Devastation
Where to even start? Monday, August 10, somewhere around 12:30 PM, eastern Iowa got hit with a storm like no one had ever seen before. Technically known as a “derecho”, this storm brought 100+ MPH straight line winds along with torrential rain. 45 minutes later Cedar Rapids was transformed into a disaster zone. No one had power. Everyone had trees down, most of them on houses or cars, on power lines and across streets. As if 2020 wasn’t bad enough already…
I was working from home when the storm hit. Bouncing between the basement for safety and the upstairs so we could see what was going on, we were horrified at the storm, and then we started hearing things crashing. Then the house shuddered as a limb landed on it. When things cleared and we could go outside, we found a complete mess. Our huge locust tree in the front yard split down the middle, with the near side falling between the house and driveway. (The car in the driveway was spared, hallelujah.) The neighbor’s oak tree snapped in two and half of it lay across our front yard. The shared oak tree on our property line only dropped one limb, but it fell across the corner of the house, damaging the roof and some plaster inside.
In the backyard we lost a big limb from other other locust tree, lost most of our apple tree, and have the top half of the neighbor’s pine tree laying on our chain link fence. (And also on the power line.)
We’ve spent the last two days cleaning up branches and debris, scrounging the region for gas for the generator, and making temporary repairs. Nearly everyone in this city of 150,000 people has similar and worse damage. It’ll be months and years to get things repaired. It’ll be days if not weeks just to get power back on.

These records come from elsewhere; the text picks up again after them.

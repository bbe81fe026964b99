//! filesorter - sort the files of a directory into category folders
//!
//! This library classifies files by extension, moves them into one
//! subdirectory per category, and records every move so the sort can be
//! undone exactly. The command-line front end lives in [`cli`].

pub mod cli;
pub mod config;
pub mod conflict;
pub mod file_category;
pub mod file_organizer;
pub mod history;
pub mod logging;
pub mod output;
pub mod undo;

pub use config::{CompiledFilters, Config, ConfigError, Exclusion};
pub use conflict::resolve_destination;
pub use file_category::{Category, CategoryTable};
pub use file_organizer::{MoveFailure, SortError, SortOutcome, SortPlan, SortReport, SortResult, Sorter};
pub use history::{HistoryError, MoveRecord, UndoLog};
pub use undo::{UndoManager, UndoOutcome, UndoReport};

pub use cli::{SortCommand, run_cli, run_cli_with_config};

Tonight we’re trying to coax the cooler outside air into the house after it got to 85F outside today (81F in the house), listening to the generator hum, and catching up with the outside world. Blessedly, our internet line stayed up and we still have service from our ISP. Tomorrow morning a friend is coming with chainsaws at 8 AM and we’ll keep cleaning up. One day at a time is about all I can handle thinking about right now, anyway.